**Exercise description**
When you reach the line containing "result is success" in the entries below, start writing out each line exactly, and stop after the line containing "Set session ID".

Stored items from a collection
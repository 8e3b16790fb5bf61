//! System call types

use crate::core::types::*;

/// System call number
pub type SyscallNumber = usize;

/// System call arguments
#[derive(Debug, Clone)]
pub struct SyscallArgs {
    /// First argument
    pub arg0: usize,
    /// Second argument
    pub arg1: usize,
    /// Third argument
    pub arg2: usize,
    /// Third argument
    pub arg3: usize,
    /// Fourth argument
    pub arg4: usize,
    /// Fifth argument
    pub arg5: usize,
}

impl SyscallArgs {
    /// Creates new system call arguments
    pub fn new(
        arg0: usize,
        arg1: usize,
        arg2: usize,
        arg3: usize,
        arg4: usize,
        arg5: usize,
    ) -> Self {
        Self {
            arg0,
            arg1,
            arg2,
            arg3,
            arg4,
            arg5,
        }
    }
    
    /// Creates empty system call arguments
    pub fn empty() -> Self {
        Self::new(0, 0, 0, 0, 0, 0)
    }
    
    /// Creates system call arguments with one argument
    pub fn with1(arg0: usize) -> Self {
        Self::new(arg0, 0, 0, 0, 0, 0)
    }
    
    /// Creates system call arguments with two arguments
    pub fn with2(arg0: usize, arg1: usize) -> Self {
        Self::new(arg0, arg1, 0, 0, 0, 0)
    }
    
    /// Creates system call arguments with three arguments
    pub fn with3(arg0: usize, arg1: usize, arg2: usize) -> Self {
        Self::new(arg0, arg1, arg2, 0, 0, 0)
    }
    
    /// Creates system call arguments with four arguments
    pub fn with4(arg0: usize, arg1: usize, arg2: usize, arg3: usize) -> Self {
        Self::new(arg0, arg1, arg2, arg3, 0, 0)
    }
    
    /// Creates system call arguments with five arguments
    pub fn with5(arg0: usize, arg1: usize, arg2: usize, arg3: usize, arg4: usize) -> Self {
        Self::new(arg0, arg1, arg2, arg3, arg4, 0)
    }
}

/// System call result
#[derive(Debug, Clone)]
pub enum SyscallResult {
    /// Success with return value
    Success(isize),
    /// Error with error code
    Error(KernelError),
}

impl SyscallResult {
    /// Creates a successful result
    pub fn success(value: isize) -> Self {
        SyscallResult::Success(value)
    }
    
    /// Creates an error result
    pub fn error(error: KernelError) -> Self {
        SyscallResult::Error(error)
    }
    
    /// Returns true if result is success
    pub fn is_success(&self) -> bool {
        matches!(self, SyscallResult::Success(_))
    }
    
    /// Returns true if result is error
    pub fn is_error(&self) -> bool {
        matches!(self, SyscallResult::Error(_))
    }
    
    /// Returns success value if successful
    pub fn success_value(&self) -> Option<isize> {
        match self {
            SyscallResult::Success(value) => Some(*value),
            _ => None,
        }
    }
    
    /// Returns error if failed
    pub fn error_value(&self) -> Option<KernelError> {
        match self {
            SyscallResult::Error(error) => Some(*error),
            _ => None,
        }
    }
}

/// Common system call numbers
#[derive(Debug, Clone, Copy, PartialEq, Eq)]
pub enum CommonSyscall {
    /// Read from file descriptor
    Read = 0,
    /// Write to file descriptor
    Write = 1,
    /// Open file
    Open = 2,
    /// Close file descriptor
    Close = 3,
    /// Stat file
    Stat = 4,
    /// Fstat file
    Fstat = 5,
    /// Lstat file
    Lstat = 6,
    /// Poll file descriptors
    Poll = 7,
    /// Lseek file
    Lseek = 8,
    /// Memory map
    Mmap = 9,
    /// Memory protection
    Mprotect = 10,
    /// Memory unmap
    Munmap = 11,
    /// Duplicate file descriptor
    Dup = 12,
    /// Duplicate file descriptor to specific fd
    Dup2 = 13,
    /// Pipe
    Pipe = 14,
    /// Create pipe with flags
    Pipe2 = 15,
    /// Pause process
    Pause = 16,
    /// Create directory
    Mkdir = 17,
    /// Remove directory
    Rmdir = 18,
    /// Create FIFO
    Mknod = 19,
    /// Change file permissions
    Chmod = 20,
    /// Change file owner
    Chown = 21,
    /// Get file system statistics
    Statfs = 22,
    /// Get process ID
    Getpid = 23,
    /// Get parent process ID
    Getppid = 24,
    /// Get process group ID
    Getpgid = 25,
    /// Set process group ID
    Setpgid = 26,
    /// Get user ID
    Getuid = 27,
    /// Set user ID
    Setuid = 28,
    /// Get group ID
    Getgid = 29,
    /// Set group ID
    Setgid = 30,
    /// Get session ID
    Getsid = 31,
    /// Set session ID
    Setsid = 32,
    /// Get process times
    Times = 33,
    /// Set signal handler
    Signal = 34,
    /// Send signal to process
    Kill = 35,
    /// Wait for process to change state
    Wait = 36,
    /// Create new process
    Fork = 37,
    /// Execute program
    Exec = 38,
    /// Exit process
    Exit = 39,
    /// Wait for process to change state (with options)
    Wait4 = 40,
    /// Get process name
    Getpname = 41,
    /// Set process name
    Setpname = 42,
    /// Get current working directory
    Getcwd = 43,
    /// Change current working directory
    Chdir = 44,
    /// Change root directory
    Chroot = 45,
    /// Create hard link
    Link = 46,
    /// Create symbolic link
    Symlink = 47,
    /// Read symbolic link
    Readlink = 48,
    /// Create mount point
    Mount = 49,
    /// Remove mount point
    Umount = 50,
    /// Get system information
    Sysinfo = 51,
    /// Get time of day
    Gettimeofday = 52,
    /// Set time of day
    Settimeofday = 53,
    /// Get resource limits
    Getrlimit = 54,
    /// Set resource limits
    Setrlimit = 55,
    /// Get process resource usage
    Getrusage = 56,
    /// Get system information
    Sysctl = 57,
    /// Create socket
    Socket = 58,
    /// Connect socket
    Connect = 59,
    /// Accept connection
    Accept = 60,
    /// Send data
    Send = 61,
    /// Receive data
    Recv = 62,
    /// Send to address
    Sendto = 63,
    /// Receive from address
    Recvfrom = 64,
    /// Shutdown socket
    Shutdown = 65,
    /// Bind socket
    Bind = 66,
    /// Listen for connections
    Listen = 67,
    /// Get socket name
    Getsockname = 68,
    /// Get peer name
    Getpeername = 69,
    /// Get socket options
    Getsockopt = 70,
    /// Set socket options
    Setsockopt = 71,
    /// Clone process
    Clone = 72,
    /// Create thread
    ThreadCreate = 73,
    /// Exit thread
    ThreadExit = 74,
    /// Join thread
    ThreadJoin = 75,
    /// Get thread ID
    Gettid = 76,
    /// Set thread affinity
    Setaffinity = 77,
    /// Get thread affinity
    Getaffinity = 78,
    /// Set scheduler parameters
    Setscheduler = 79,
    /// Get scheduler parameters
    Getscheduler = 80,
    /// Yield CPU
    Yield = 81,
    /// Sleep for specified time
    Sleep = 82,
    /// Nanosleep
    Nanosleep = 83,
    /// Get real-time clock
    ClockGettime = 84,
    /// Set real-time clock
    ClockSettime = 85,
    /// Get clock resolution
    ClockGetres = 86,
    /// Create timer
    TimerCreate = 87,
    /// Set timer
    TimerSettime = 88,
    /// Get timer
    TimerGettime = 89,
    /// Delete timer
    TimerDelete = 90,
    /// Wait for timer
    TimerGetoverrun = 91,
    /// Create event file descriptor
    Eventfd = 92,
    /// Create signal file descriptor
    Signalfd = 93,
    /// Create timer file descriptor
    Timerfd = 94,
    /// Create epoll instance
    EpollCreate = 95,
    /// Control epoll
    EpollCtl = 96,
    /// Wait for epoll events
    EpollWait = 97,
    /// Create inotify instance
    InotifyInit = 98,
    /// Add inotify watch
    InotifyAddWatch = 99,
    /// Remove inotify watch
    InotifyRmWatch = 100,
    /// Create message queue
    MqOpen = 101,
    /// Close message queue
    MqClose = 102,
    /// Get message queue attributes
    MqGetattr = 103,
    /// Set message queue attributes
    MqSetattr = 104,
    /// Send message to queue
    MqTimedsend = 105,
    /// Receive message from queue
    MqTimedreceive = 106,
    /// Notify message queue
    MqNotify = 107,
    /// Get message queue
    MqGetsetattr = 108,
    /// Create shared memory
    Shmget = 109,
    /// Attach shared memory
    Shmat = 110,
    /// Detach shared memory
    Shmdt = 111,
    /// Control shared memory
    Shmctl = 112,
    /// Get semaphore
    Semget = 113,
    /// Semaphore operation
    Semop = 114,
    /// Control semaphore
    Semctl = 115,
    /// Get semaphore array
    Semtimedop = 116,
    /// Create message queue
    Msgget = 117,
    /// Send message
    Msgsnd = 118,
    /// Receive message
    Msgrcv = 119,
    /// Control message queue
    Msgctl = 120,
    /// Create shared memory object
    ShmOpen = 121,
    /// Unlink shared memory object
    ShmUnlink = 122,
    /// Create semaphore
    SemOpen = 123,
    /// Close semaphore
    SemClose = 124,
    /// Post semaphore
    SemPost = 125,
    /// Wait on semaphore
    SemWait = 126,
    /// Try wait on semaphore
    SemTrywait = 127,
    /// Timed wait on semaphore
    SemTimedwait = 128,
    /// Get semaphore value
    SemGetValue = 129,
    /// Open file with extended attributes
    Openat = 130,
    /// Create directory with extended attributes
    Mkdirat = 131,
    /// Create FIFO with extended attributes
    Mknodat = 132,
    /// Create hard link with extended attributes
    Linkat = 133,
    /// Create symbolic link with extended attributes
    Symlinkat = 134,
    /// Read symbolic link with extended attributes
    Readlinkat = 135,
    /// Remove directory with extended attributes
    Unlinkat = 136,
    /// Rename with extended attributes
    Renameat = 137,
}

**Result of this exercise**
    /// Returns true if result is success
    pub fn is_success(&self) -> bool {
        matches!(self, SyscallResult::Success(_))
    }
    
    /// Returns true if result is error
    pub fn is_error(&self) -> bool {
        matches!(self, SyscallResult::Error(_))
    }
    
    /// Returns success value if successful
    pub fn success_value(&self) -> Option<isize> {
        match self {
            SyscallResult::Success(value) => Some(*value),
            _ => None,
        }
    }
    
    /// Returns error if failed
    pub fn error_value(&self) -> Option<KernelError> {
        match self {
            SyscallResult::Error(error) => Some(*error),
            _ => None,
        }
    }
}

/// Common system call numbers
#[derive(Debug, Clone, Copy, PartialEq, Eq)]
pub enum CommonSyscall {
    /// Read from file descriptor
    Read = 0,
    /// Write to file descriptor
    Write = 1,
    /// Open file
    Open = 2,
    /// Close file descriptor
    Close = 3,
    /// Stat file
    Stat = 4,
    /// Fstat file
    Fstat = 5,
    /// Lstat file
    Lstat = 6,
    /// Poll file descriptors
    Poll = 7,
    /// Lseek file
    Lseek = 8,
    /// Memory map
    Mmap = 9,
    /// Memory protection
    Mprotect = 10,
    /// Memory unmap
    Munmap = 11,
    /// Duplicate file descriptor
    Dup = 12,
    /// Duplicate file descriptor to specific fd
    Dup2 = 13,
    /// Pipe
    Pipe = 14,
    /// Create pipe with flags
    Pipe2 = 15,
    /// Pause process
    Pause = 16,
    /// Create directory
    Mkdir = 17,
    /// Remove directory
    Rmdir = 18,
    /// Create FIFO
    Mknod = 19,
    /// Change file permissions
    Chmod = 20,
    /// Change file owner
    Chown = 21,
    /// Get file system statistics
    Statfs = 22,
    /// Get process ID
    Getpid = 23,
    /// Get parent process ID
    Getppid = 24,
    /// Get process group ID
    Getpgid = 25,
    /// Set process group ID
    Setpgid = 26,
    /// Get user ID
    Getuid = 27,
    /// Set user ID
    Setuid = 28,
    /// Get group ID
    Getgid = 29,
    /// Set group ID
    Setgid = 30,
    /// Get session ID
    Getsid = 31,
    /// Set session ID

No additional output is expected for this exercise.